> Aim of the exercise: Please return, with no alterations, the lines below from the very first through the one that contains "impl Default for".

> Records for the task:

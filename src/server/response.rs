use serde_json::Value;
use smallvec::SmallVec;
use std::fmt;
use std::sync::Arc;

/// Maximum inline response headers before heap allocation
pub const MAX_INLINE_HEADERS: usize = 16;

/// Header storage for responses.
///
/// Header names use `Arc<str>`: most of them are static strings repeated on
/// every response (`content-type`, `x-request-id`).
pub type HeaderVec = SmallVec<[(Arc<str>, String); MAX_INLINE_HEADERS]>;

/// Canonical reason phrase for a status code.
pub(crate) fn status_reason(status: u16) -> &'static str {
    http::StatusCode::from_u16(status)
        .ok()
        .and_then(|s| s.canonical_reason())
        .unwrap_or("Unknown")
}

/// An outbound response: status, headers and an already serialized body.
#[derive(Debug, Clone, PartialEq)]
pub struct Response {
    status: u16,
    headers: HeaderVec,
    body: Vec<u8>,
}

impl Default for Response {
    fn default() -> Self {
        Self::new(200)
    }
}

impl Response {
    /// Empty response with the given status.
    #[must_use]
    pub fn new(status: u16) -> Self {
        Self {
            status,
            headers: HeaderVec::new(),
            body: Vec::new(),
        }
    }

    /// JSON response; sets `content-type: application/json`.
    #[must_use]
    pub fn json(status: u16, body: &Value) -> Self {
        Self::new(status)
            .with_header("content-type", "application/json")
            .with_body(body.to_string().into_bytes())
    }

    /// Plain text response.
    #[must_use]
    pub fn text(status: u16, body: impl Into<String>) -> Self {
        Self::new(status)
            .with_header("content-type", "text/plain; charset=utf-8")
            .with_body(body.into().into_bytes())
    }

    #[must_use]
    pub fn with_body(mut self, body: impl Into<Vec<u8>>) -> Self {
        self.body = body.into();
        self
    }

    /// Set a header, replacing any existing value with the same name.
    #[must_use]
    pub fn with_header(mut self, name: &str, value: impl Into<String>) -> Self {
        self.set_header(name, value.into());
        self
    }

    /// Append a `set-cookie` header. Several cookies may be set on one response.
    #[must_use]
    pub fn with_cookie(mut self, cookie: Cookie) -> Self {
        self.headers
            .push((Arc::from("set-cookie"), cookie.to_string()));
        self
    }

    /// Add or update a header
    pub fn set_header(&mut self, name: &str, value: String) {
        self.headers.retain(|(k, _)| !k.eq_ignore_ascii_case(name));
        self.headers.push((Arc::from(name.to_ascii_lowercase()), value));
    }

    #[must_use]
    pub fn status(&self) -> u16 {
        self.status
    }

    /// Canonical reason phrase for the status, `"Unknown"` for unregistered codes.
    #[must_use]
    pub fn reason(&self) -> &'static str {
        status_reason(self.status)
    }

    #[must_use]
    pub fn headers(&self) -> &HeaderVec {
        &self.headers
    }

    /// Get a header by name (case-insensitive)
    #[inline]
    #[must_use]
    pub fn header(&self, name: &str) -> Option<&str> {
        self.headers
            .iter()
            .find(|(k, _)| k.eq_ignore_ascii_case(name))
            .map(|(_, v)| v.as_str())
    }

    /// All values of a header, in insertion order.
    pub fn header_values<'a>(&'a self, name: &'a str) -> impl Iterator<Item = &'a str> + 'a {
        self.headers
            .iter()
            .filter(move |(k, _)| k.eq_ignore_ascii_case(name))
            .map(|(_, v)| v.as_str())
    }

    #[must_use]
    pub fn body(&self) -> &[u8] {
        &self.body
    }

    /// Decode the body as JSON, `None` if it is not valid JSON.
    #[must_use]
    pub fn body_json(&self) -> Option<Value> {
        serde_json::from_slice(&self.body).ok()
    }

    /// Split into status, headers and body for a transport to write out.
    #[must_use]
    pub fn into_parts(self) -> (u16, HeaderVec, Vec<u8>) {
        (self.status, self.headers, self.body)
    }
}

/// A cookie to be sent with `set-cookie`.
#[derive(Debug, Clone, Default, PartialEq, Eq)]
pub struct Cookie {
    pub name: String,
    pub value: String,
    /// HTTP-date string, emitted verbatim as `Expires=`
    pub expires: Option<String>,
    pub max_age: Option<i64>,
    pub domain: Option<String>,
    pub path: Option<String>,
    pub same_site: Option<String>,
    pub priority: Option<String>,
    pub secure: bool,
    pub http_only: bool,
}

impl Cookie {
    #[must_use]
    pub fn new(name: impl Into<String>, value: impl Into<String>) -> Self {
        Self {
            name: name.into(),
            value: value.into(),
            ..Self::default()
        }
    }

    #[must_use]
    pub fn max_age(mut self, seconds: i64) -> Self {
        self.max_age = Some(seconds);
        self
    }

    #[must_use]
    pub fn expires(mut self, http_date: impl Into<String>) -> Self {
        self.expires = Some(http_date.into());
        self
    }

    #[must_use]
    pub fn domain(mut self, domain: impl Into<String>) -> Self {
        self.domain = Some(domain.into());
        self
    }

    #[must_use]
    pub fn path(mut self, path: impl Into<String>) -> Self {
        self.path = Some(path.into());
        self
    }

    #[must_use]
    pub fn same_site(mut self, same_site: impl Into<String>) -> Self {
        self.same_site = Some(same_site.into());
        self
    }

    #[must_use]
    pub fn priority(mut self, priority: impl Into<String>) -> Self {
        self.priority = Some(priority.into());
        self
    }

    #[must_use]
    pub fn secure(mut self) -> Self {
        self.secure = true;
        self
    }

    #[must_use]
    pub fn http_only(mut self) -> Self {
        self.http_only = true;
        self
    }
}

impl fmt::Display for Cookie {
    fn fmt(&self, f: &mut fmt::Formatter<'_>) -> fmt::Result {
        write!(f, "{}={}", self.name, self.value)?;
        if let Some(expires) = &self.expires {
            write!(f, "; Expires={expires}")?;
        }
        if let Some(max_age) = self.max_age {
            write!(f, "; Max-Age={max_age}")?;
        }
        if let Some(domain) = &self.domain {
            write!(f, "; Domain={domain}")?;
        }
        if let Some(path) = &self.path {
            write!(f, "; Path={path}")?;
        }
        if let Some(same_site) = &self.same_site {
            write!(f, "; SameSite={same_site}")?;
        }
        if let Some(priority) = &self.priority {
            write!(f, "; Priority={priority}")?;
        }
        if self.secure {
            f.write_str("; Secure")?;
        }
        if self.http_only {
            f.write_str("; HttpOnly")?;
        }
        Ok(())
    }
}
//! # Router Module
//!
//! The router module stores registered routes and matches incoming requests
//! against them.
//!
//! ## Overview
//!
//! The router is responsible for:
//! - Compiling path patterns such as `/pets/{id}` into literal and placeholder segments
//! - Keeping registered routes per HTTP method, in registration order
//! - Matching a `(method, path)` pair to a route and capturing placeholder text
//! - Telling "no such path" (404) apart from "path exists under other methods" (405)
//!
//! ## Example
//!
//! ```rust
//! use brrtdispatch::dispatcher::Dispatcher;
//! use brrtdispatch::handler::Handler;
//! use brrtdispatch::params::{Param, ParamType};
//! use brrtdispatch::router::RouteLookup;
//! use http::Method;
//!
//! let mut dispatcher = Dispatcher::new();
//! dispatcher
//!     .get(
//!         "/pets/{id}",
//!         Handler::sync(|args| Ok(args.int("id")?)).param(Param::new("id", ParamType::Int)),
//!     )
//!     .expect("valid route");
//!
//! match dispatcher.router().route(&Method::GET, "/pets/123") {
//!     RouteLookup::Matched(m) => assert_eq!(m.get_path_param("id"), Some("123")),
//!     other => panic!("unexpected lookup result: {other:?}"),
//! }
//! ```
//!
//! ## Performance
//!
//! Matching is a linear scan over the routes of one method, comparing
//! pre-split segments. Captured parameters live in a `SmallVec` so the common
//! case does not allocate for the parameter list itself.

mod core;
mod pattern;
#[cfg(test)]
mod tests;

pub use core::{ParamVec, Route, RouteLookup, RouteMatch, Router, MAX_INLINE_PARAMS};
pub use pattern::{PathPattern, Segment};
//! # Handler Module
//!
//! A [`Handler`] pairs a callable with its declared parameter list and an
//! optional return schema. Synchronous and asynchronous callables are wrapped
//! into the same task shape, a boxed future yielding `Result<Reply, HandlerError>`,
//! so the dispatcher awaits every handler the same way.
//!
//! Construction is lazy: nothing in the callable runs until the task is
//! polled. This keeps panics from either kind of handler inside the
//! dispatcher's unwind guard.
//!
//! ## Example
//!
//! ```rust
//! use brrtdispatch::handler::{Handler, HandlerError};
//! use brrtdispatch::error::HttpError;
//! use brrtdispatch::params::{Param, ParamType};
//!
//! let sync = Handler::sync(|args| {
//!     let id = args.int("id")?;
//!     if id == 0 {
//!         return Err(HttpError::not_found("no such item").into());
//!     }
//!     Ok(serde_json::json!({ "id": id }))
//! })
//! .param(Param::new("id", ParamType::Int));
//!
//! let asynchronous = Handler::asynchronous(|args| async move {
//!     Ok::<_, HandlerError>(args.int("id")? * 2)
//! })
//! .param(Param::new("id", ParamType::Int));
//! # let _ = (sync, asynchronous);
//! ```

use crate::error::HttpError;
use crate::params::{ArgError, Args, Param};
use crate::server::Response;
use crate::validator::Schema;
use futures::future::BoxFuture;
use futures::FutureExt;
use serde::Serialize;
use serde_json::Value;
use std::fmt;
use std::future::Future;
use std::sync::Arc;
use thiserror::Error;

/// Errors a handler may raise.
#[derive(Debug, Error)]
pub enum HandlerError {
    /// Sent to the client with its own status and message
    #[error(transparent)]
    Http(#[from] HttpError),

    /// Handler asked for an argument it did not declare, or with the wrong type
    #[error(transparent)]
    Args(#[from] ArgError),

    /// Anything else; reported to the client as a generic 500
    #[error(transparent)]
    Other(#[from] anyhow::Error),
}

impl HandlerError {
    pub fn other<E>(error: E) -> Self
    where
        E: Into<anyhow::Error>,
    {
        HandlerError::Other(error.into())
    }
}

impl From<serde_json::Error> for HandlerError {
    fn from(e: serde_json::Error) -> Self {
        HandlerError::Other(e.into())
    }
}

/// What a handler produced.
#[derive(Debug, Clone, PartialEq)]
pub enum Reply {
    /// A complete response, emitted as-is without output validation
    Response(Response),
    /// A value serialized to a 200 JSON response after output validation
    Value(Value),
}

/// Conversion from handler return values into a [`Reply`].
pub trait IntoReply {
    /// # Errors
    ///
    /// Fails when the value cannot be serialized.
    fn into_reply(self) -> Result<Reply, HandlerError>;
}

impl IntoReply for Reply {
    fn into_reply(self) -> Result<Reply, HandlerError> {
        Ok(self)
    }
}

impl IntoReply for Response {
    fn into_reply(self) -> Result<Reply, HandlerError> {
        Ok(Reply::Response(self))
    }
}

impl IntoReply for Value {
    fn into_reply(self) -> Result<Reply, HandlerError> {
        Ok(Reply::Value(self))
    }
}

impl IntoReply for () {
    fn into_reply(self) -> Result<Reply, HandlerError> {
        Ok(Reply::Value(Value::Null))
    }
}

impl IntoReply for &'static str {
    fn into_reply(self) -> Result<Reply, HandlerError> {
        Ok(Reply::Value(Value::from(self)))
    }
}

macro_rules! into_reply_via_json {
    ($($ty:ty),* $(,)?) => {
        $(
            impl IntoReply for $ty {
                fn into_reply(self) -> Result<Reply, HandlerError> {
                    Ok(Reply::Value(Value::from(self)))
                }
            }
        )*
    };
}

into_reply_via_json!(String, bool, i32, i64, u32, u64, f64);

impl<T: IntoReply> IntoReply for Option<T> {
    fn into_reply(self) -> Result<Reply, HandlerError> {
        match self {
            Some(v) => v.into_reply(),
            None => Ok(Reply::Value(Value::Null)),
        }
    }
}

/// Serializes any `T: Serialize` as a reply value.
#[derive(Debug, Clone, PartialEq, Eq)]
pub struct Json<T>(pub T);

impl<T: Serialize> IntoReply for Json<T> {
    fn into_reply(self) -> Result<Reply, HandlerError> {
        Ok(Reply::Value(serde_json::to_value(self.0)?))
    }
}

/// The task every handler call produces.
pub type HandlerFuture = BoxFuture<'static, Result<Reply, HandlerError>>;

type HandlerFn = dyn Fn(Args) -> HandlerFuture + Send + Sync;

/// A callable plus the declarations the dispatcher needs to bind and check it.
#[derive(Clone)]
pub struct Handler {
    call: Arc<HandlerFn>,
    params: Vec<Param>,
    returns: Option<Schema>,
    name: Option<Arc<str>>,
    is_async: bool,
}

impl Handler {
    /// Wrap a function that completes immediately.
    pub fn sync<F, R>(f: F) -> Self
    where
        F: Fn(Args) -> Result<R, HandlerError> + Send + Sync + 'static,
        R: IntoReply,
    {
        let f = Arc::new(f);
        let call = move |args: Args| -> HandlerFuture {
            let f = Arc::clone(&f);
            async move { f(args).and_then(IntoReply::into_reply) }.boxed()
        };
        Self::from_fn(Arc::new(call), false)
    }

    /// Wrap a function returning a future.
    pub fn asynchronous<F, Fut, R>(f: F) -> Self
    where
        F: Fn(Args) -> Fut + Send + Sync + 'static,
        Fut: Future<Output = Result<R, HandlerError>> + Send + 'static,
        R: IntoReply,
    {
        let f = Arc::new(f);
        let call = move |args: Args| -> HandlerFuture {
            let f = Arc::clone(&f);
            async move { f(args).await.and_then(IntoReply::into_reply) }.boxed()
        };
        Self::from_fn(Arc::new(call), true)
    }

    fn from_fn(call: Arc<HandlerFn>, is_async: bool) -> Self {
        Self {
            call,
            params: Vec::new(),
            returns: None,
            name: None,
            is_async,
        }
    }

    /// Declare the next parameter. Declaration order is argument order.
    #[must_use]
    pub fn param(mut self, param: Param) -> Self {
        self.params.push(param);
        self
    }

    #[must_use]
    pub fn params<I>(mut self, params: I) -> Self
    where
        I: IntoIterator<Item = Param>,
    {
        self.params.extend(params);
        self
    }

    /// Declare the schema plain return values must satisfy.
    #[must_use]
    pub fn returns(mut self, schema: Schema) -> Self {
        self.returns = Some(schema);
        self
    }

    /// Name used in logs instead of `"METHOD pattern"`.
    #[must_use]
    pub fn named(mut self, name: impl AsRef<str>) -> Self {
        self.name = Some(Arc::from(name.as_ref()));
        self
    }

    #[must_use]
    pub fn declared_params(&self) -> &[Param] {
        &self.params
    }

    #[must_use]
    pub fn return_schema(&self) -> Option<&Schema> {
        self.returns.as_ref()
    }

    #[must_use]
    pub fn name(&self) -> Option<&str> {
        self.name.as_deref()
    }

    #[must_use]
    pub fn is_async(&self) -> bool {
        self.is_async
    }

    /// Start the handler task. Nothing runs until the returned future is polled.
    #[must_use]
    pub fn invoke(&self, args: Args) -> HandlerFuture {
        (self.call)(args)
    }
}

impl fmt::Debug for Handler {
    fn fmt(&self, f: &mut fmt::Formatter<'_>) -> fmt::Result {
        f.debug_struct("Handler")
            .field("name", &self.name)
            .field("params", &self.params)
            .field("returns", &self.returns.as_ref().map(Schema::name))
            .field("is_async", &self.is_async)
            .finish_non_exhaustive()
    }
}

#[cfg(test)]
mod tests {
    use super::*;
    use serde_json::json;

    #[tokio::test]
    async fn test_sync_and_async_produce_same_reply() {
        let sync = Handler::sync(|_| Ok(json!({"ok": true})));
        let asynchronous = Handler::asynchronous(|_| async { Ok::<_, HandlerError>(json!({"ok": true})) });
        assert!(!sync.is_async());
        assert!(asynchronous.is_async());
        let a = sync.invoke(Args::default()).await.unwrap();
        let b = asynchronous.invoke(Args::default()).await.unwrap();
        assert_eq!(a, b);
    }

    #[test]
    fn test_invoke_is_lazy() {
        let handler = Handler::sync(|_| -> Result<(), HandlerError> { panic!("ran eagerly") });
        drop(handler.invoke(Args::default()));
    }

    #[test]
    fn test_into_reply_conversions() {
        assert_eq!("hi".into_reply().unwrap(), Reply::Value(json!("hi")));
        assert_eq!(().into_reply().unwrap(), Reply::Value(Value::Null));
        assert_eq!(
            Option::<i64>::None.into_reply().unwrap(),
            Reply::Value(Value::Null)
        );
        assert_eq!(3_i64.into_reply().unwrap(), Reply::Value(json!(3)));

        #[derive(Serialize)]
        struct Item {
            id: u32,
        }
        assert_eq!(
            Json(Item { id: 4 }).into_reply().unwrap(),
            Reply::Value(json!({"id": 4}))
        );

        let res = Response::text(201, "created");
        assert_eq!(
            res.clone().into_reply().unwrap(),
            Reply::Response(res)
        );
    }

    #[test]
    fn test_builder_records_declarations() {
        let handler = Handler::sync(|_| Ok(()))
            .param(Param::new("id", crate::params::ParamType::Int))
            .returns(Schema::new("Empty", json!({"type": "null"})))
            .named("noop");
        assert_eq!(handler.declared_params().len(), 1);
        assert_eq!(handler.return_schema().map(Schema::name), Some("Empty"));
        assert_eq!(handler.name(), Some("noop"));
    }
}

> Expected answer:
filename src/server/response.rs
use serde_json::Value;
use smallvec::SmallVec;
use std::fmt;
use std::sync::Arc;

/// Maximum inline response headers before heap allocation
pub const MAX_INLINE_HEADERS: usize = 16;

/// Header storage for responses.
///
/// Header names use `Arc<str>`: most of them are static strings repeated on
/// every response (`content-type`, `x-request-id`).
pub type HeaderVec = SmallVec<[(Arc<str>, String); MAX_INLINE_HEADERS]>;

/// Canonical reason phrase for a status code.
pub(crate) fn status_reason(status: u16) -> &'static str {
    http::StatusCode::from_u16(status)
        .ok()
        .and_then(|s| s.canonical_reason())
        .unwrap_or("Unknown")
}

/// An outbound response: status, headers and an already serialized body.
#[derive(Debug, Clone, PartialEq)]
pub struct Response {
    status: u16,
    headers: HeaderVec,
    body: Vec<u8>,
}

impl Default for Response {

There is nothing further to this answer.